Beginning with the first line of the entries below, quote each line until you reach and include the line with "let id = case_id.as_str();".

(DATA FOR PROCESSING)

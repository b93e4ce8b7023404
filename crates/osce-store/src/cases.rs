use std::collections::HashMap;
use std::path::{Path, PathBuf};
use std::sync::Arc;

use parking_lot::RwLock;
use tracing::{debug, instrument, warn};

use osce_core::case::CaseKnowledge;
use osce_core::ids::CaseId;

use crate::error::StoreError;
use crate::traits::CaseStore;

/// Case documents stored as `<dir>/<case_id>.json`, parsed once and cached.
pub struct CaseLibrary {
    dir: PathBuf,
    loaded: RwLock<HashMap<CaseId, Arc<CaseKnowledge>>>,
}

impl CaseLibrary {
    pub fn open(dir: &Path) -> Result<Self, StoreError> {
        if !dir.is_dir() {
            return Err(StoreError::Io(format!("case directory not found: {}", dir.display())));
        }
        Ok(Self {
            dir: dir.to_owned(),
            loaded: RwLock::new(HashMap::new()),
        })
    }

    pub fn dir(&self) -> &Path {
        &self.dir
    }

    fn path_for(&self, case_id: &CaseId) -> Option<PathBuf> {
        let id = case_id.as_str();
        let valid = !id.is_empty()
            && id
                .chars()
                .all(|c| c.is_ascii_alphanumeric() || c == '-' || c == '_');
        valid.then(|| self.dir.join(format!("{id}.json")))
    }
}

impl CaseStore for CaseLibrary {
    #[instrument(skip(self), fields(case_id = %case_id))]
    fn load(&self, case_id: &CaseId) -> Result<Arc<CaseKnowledge>, StoreError> {
        if let Some(case) = self.loaded.read().get(case_id) {
            return Ok(case.clone());
        }

        let Some(path) = self.path_for(case_id) else {
            warn!("rejected malformed case id");
            return Err(StoreError::NotFound(format!("case {case_id}")));
        };
        let raw = match std::fs::read_to_string(&path) {
            Ok(raw) => raw,
            Err(e) if e.kind() == std::io::ErrorKind::NotFound => {
                return Err(StoreError::NotFound(format!("case {case_id}")));
            }
            Err(e) => return Err(e.into()),
        };

        let mut case: CaseKnowledge = serde_json::from_str(&raw)?;
        if case.case_metadata.case_id.is_empty() {
            case.case_metadata.case_id = case_id.as_str().to_owned();
        }
        debug!(path = %path.display(), "case loaded");

        let case = Arc::new(case);
        self.loaded.write().insert(case_id.clone(), case.clone());
        Ok(case)
    }

    fn list(&self) -> Result<Vec<CaseId>, StoreError> {
        let mut ids = Vec::new();
        for entry in std::fs::read_dir(&self.dir)? {
            let path = entry?.path();
            if path.extension().and_then(|e| e.to_str()) != Some("json") {
                continue;
            }
            if let Some(stem) = path.file_stem().and_then(|s| s.to_str()) {
                ids.push(CaseId::from_raw(stem));
            }
        }
        ids.sort();
        Ok(ids)
    }
}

(End DATA FOR PROCESSING)

WRITTEN ANSWER =
repository b93e4ce8b7023404
filename crates/osce-store/src/cases.rs
use std::collections::HashMap;
use std::path::{Path, PathBuf};
use std::sync::Arc;

use parking_lot::RwLock;
use tracing::{debug, instrument, warn};

use osce_core::case::CaseKnowledge;
use osce_core::ids::CaseId;

use crate::error::StoreError;
use crate::traits::CaseStore;

/// Case documents stored as `<dir>/<case_id>.json`, parsed once and cached.
pub struct CaseLibrary {
    dir: PathBuf,
    loaded: RwLock<HashMap<CaseId, Arc<CaseKnowledge>>>,
}

impl CaseLibrary {
    pub fn open(dir: &Path) -> Result<Self, StoreError> {
        if !dir.is_dir() {
            return Err(StoreError::Io(format!("case directory not found: {}", dir.display())));
        }
        Ok(Self {
            dir: dir.to_owned(),
            loaded: RwLock::new(HashMap::new()),
        })
    }

    pub fn dir(&self) -> &Path {
        &self.dir
    }

    fn path_for(&self, case_id: &CaseId) -> Option<PathBuf> {
        let id = case_id.as_str();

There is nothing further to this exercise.